▶ [TASK INSTRUCTIONS]
Among these records, which lines include "ItemSize"? Copy them out.

[Source records]
================
//! Worker Protocol Module
//!
//! Message envelopes exchanged with the computation unit and the payload
//! shapes of each operation. Everything here is plain JSON on the wire.

use std::collections::BTreeMap;
use std::fmt;
use std::str::FromStr;

use serde::{Deserialize, Serialize};
use serde_json::Value;
use uuid::Uuid;

use crate::cache::{AccessPattern, Arbitrary};
use crate::error::{CacheError, Result};

// == Operation Tags ==
#[derive(Debug, Clone, Copy, PartialEq, Eq, Hash, Serialize, Deserialize)]
#[serde(rename_all = "SCREAMING_SNAKE_CASE")]
pub enum OperationTag {
    SerializeData,
    DeserializeData,
    CompressData,
    DecompressData,
    BatchOperations,
    CalculateMemoryUsage,
    SmartEvictionAnalysis,
}

impl OperationTag {
    pub const ALL: [OperationTag; 7] = [
        OperationTag::SerializeData,
        OperationTag::DeserializeData,
        OperationTag::CompressData,
        OperationTag::DecompressData,
        OperationTag::BatchOperations,
        OperationTag::CalculateMemoryUsage,
        OperationTag::SmartEvictionAnalysis,
    ];

    pub fn as_str(&self) -> &'static str {
        match self {
            OperationTag::SerializeData => "SERIALIZE_DATA",
            OperationTag::DeserializeData => "DESERIALIZE_DATA",
            OperationTag::CompressData => "COMPRESS_DATA",
            OperationTag::DecompressData => "DECOMPRESS_DATA",
            OperationTag::BatchOperations => "BATCH_OPERATIONS",
            OperationTag::CalculateMemoryUsage => "CALCULATE_MEMORY_USAGE",
            OperationTag::SmartEvictionAnalysis => "SMART_EVICTION_ANALYSIS",
        }
    }
}

impl fmt::Display for OperationTag {
    fn fmt(&self, f: &mut fmt::Formatter<'_>) -> fmt::Result {
        f.write_str(self.as_str())
    }
}

impl FromStr for OperationTag {
    type Err = CacheError;

    fn from_str(s: &str) -> Result<Self> {
        OperationTag::ALL
            .into_iter()
            .find(|tag| tag.as_str() == s)
            .ok_or_else(|| CacheError::UnknownOperation(s.to_string()))
    }
}

// == Envelopes ==
/// Request sent to the unit. The caller picks the id; the unit echoes it.
///
/// `type` stays a raw string so an unknown tag can still be answered.
#[derive(Debug, Clone, PartialEq, Serialize, Deserialize)]
pub struct RequestEnvelope {
    pub id: Uuid,
    #[serde(rename = "type")]
    pub op_type: String,
    #[serde(default)]
    pub data: Value,
}

impl RequestEnvelope {
    /// Builds a request with a fresh random id.
    pub fn new(tag: OperationTag, data: Value) -> Self {
        Self {
            id: Uuid::new_v4(),
            op_type: tag.as_str().to_string(),
            data,
        }
    }
}

/// Exactly one of these is produced per request id.
#[derive(Debug, Clone, PartialEq, Serialize, Deserialize)]
pub struct ResponseEnvelope {
    pub id: Uuid,
    pub success: bool,
    #[serde(default, skip_serializing_if = "Option::is_none")]
    pub result: Option<Value>,
    #[serde(default, skip_serializing_if = "Option::is_none")]
    pub error: Option<String>,
}

impl ResponseEnvelope {
    pub fn ok(id: Uuid, result: Value) -> Self {
        Self {
            id,
            success: true,
            result: Some(result),
            error: None,
        }
    }

    pub fn failure(id: Uuid, error: impl Into<String>) -> Self {
        Self {
            id,
            success: false,
            result: None,
            error: Some(error.into()),
        }
    }

    /// Turns the envelope into the operation's outcome.
    pub fn into_result(self) -> Result<Value> {
        if self.success {
            Ok(self.result.unwrap_or(Value::Null))
        } else {
            Err(CacheError::Worker(
                self.error
                    .unwrap_or_else(|| "worker reported failure without a message".to_string()),
            ))
        }
    }
}

// == Compression Payloads ==
/// Result of `COMPRESS_DATA`; the bytes travel as standard base64.
#[derive(Debug, Clone, PartialEq, Serialize, Deserialize)]
#[serde(rename_all = "camelCase")]
pub struct CompressResult {
    pub compressed: String,
    pub compression_ratio_percent: f64,
}

// == Batch Payloads ==
/// One item of `BATCH_OPERATIONS`.
///
/// `type` is one of `serialize`, `deserialize`, `compress`, `decompress`.
#[derive(Debug, Clone, PartialEq, Serialize, Deserialize)]
pub struct BatchItem {
    #[serde(rename = "type")]
    pub op_type: String,
    #[serde(default)]
    pub data: Value,
}

impl BatchItem {
    pub fn new(op_type: impl Into<String>, data: Value) -> Self {
        Self {
            op_type: op_type.into(),
            data,
        }
    }
}

#[derive(Debug, Clone, PartialEq, Serialize, Deserialize)]
pub struct BatchItemResult {
    pub success: bool,
    #[serde(default, skip_serializing_if = "Option::is_none")]
    pub result: Option<Value>,
    #[serde(default, skip_serializing_if = "Option::is_none")]
    pub error: Option<String>,
}

impl BatchItemResult {
    pub fn ok(result: Value) -> Self {
        Self {
            success: true,
            result: Some(result),
            error: None,
        }
    }

    pub fn failure(error: impl Into<String>) -> Self {
        Self {
            success: false,
            result: None,
            error: Some(error.into()),
        }
    }
}

// == Memory Payloads ==
/// Sizes of one entry in bytes, counted as UTF-16 code units times two.
#[derive(Debug, Clone, Copy, PartialEq, Eq, Serialize, Deserialize)]
#[serde(rename_all = "camelCase")]
pub struct ItemSize {
    pub key_size: u64,
    pub value_size: u64,
    pub total_size: u64,
}

#[derive(Debug, Clone, PartialEq, Default, Serialize, Deserialize)]
#[serde(rename_all = "camelCase")]
pub struct MemoryUsageReport {
    pub total_size: u64,
    pub item_sizes: BTreeMap<String, ItemSize>,
}

// == Eviction Payloads ==
#[derive(Debug, Clone, PartialEq, Serialize, Deserialize)]
#[serde(rename_all = "camelCase")]
pub struct EvictionRequest {
    /// `[key, value]` pairs to rank
    pub entries: Vec<(String, Arbitrary)>,
    #[serde(default)]
    pub access_patterns: Vec<AccessPattern>,
    /// Unix milliseconds the analysis is computed against
    pub current_time: u64,
}

/// A key ranked for possible removal; higher score goes first.
#[derive(Debug, Clone, PartialEq, Serialize, Deserialize)]
#[serde(rename_all = "camelCase")]
pub struct EvictionCandidate {
    pub key: String,
    pub score: f64,
    pub time_since_last_access: u64,
    pub access_count: u64,
    pub size: u64,
}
================
▶ [OUTPUT OF THE EXERCISE]
pub struct ItemSize {
    pub item_sizes: BTreeMap<String, ItemSize>,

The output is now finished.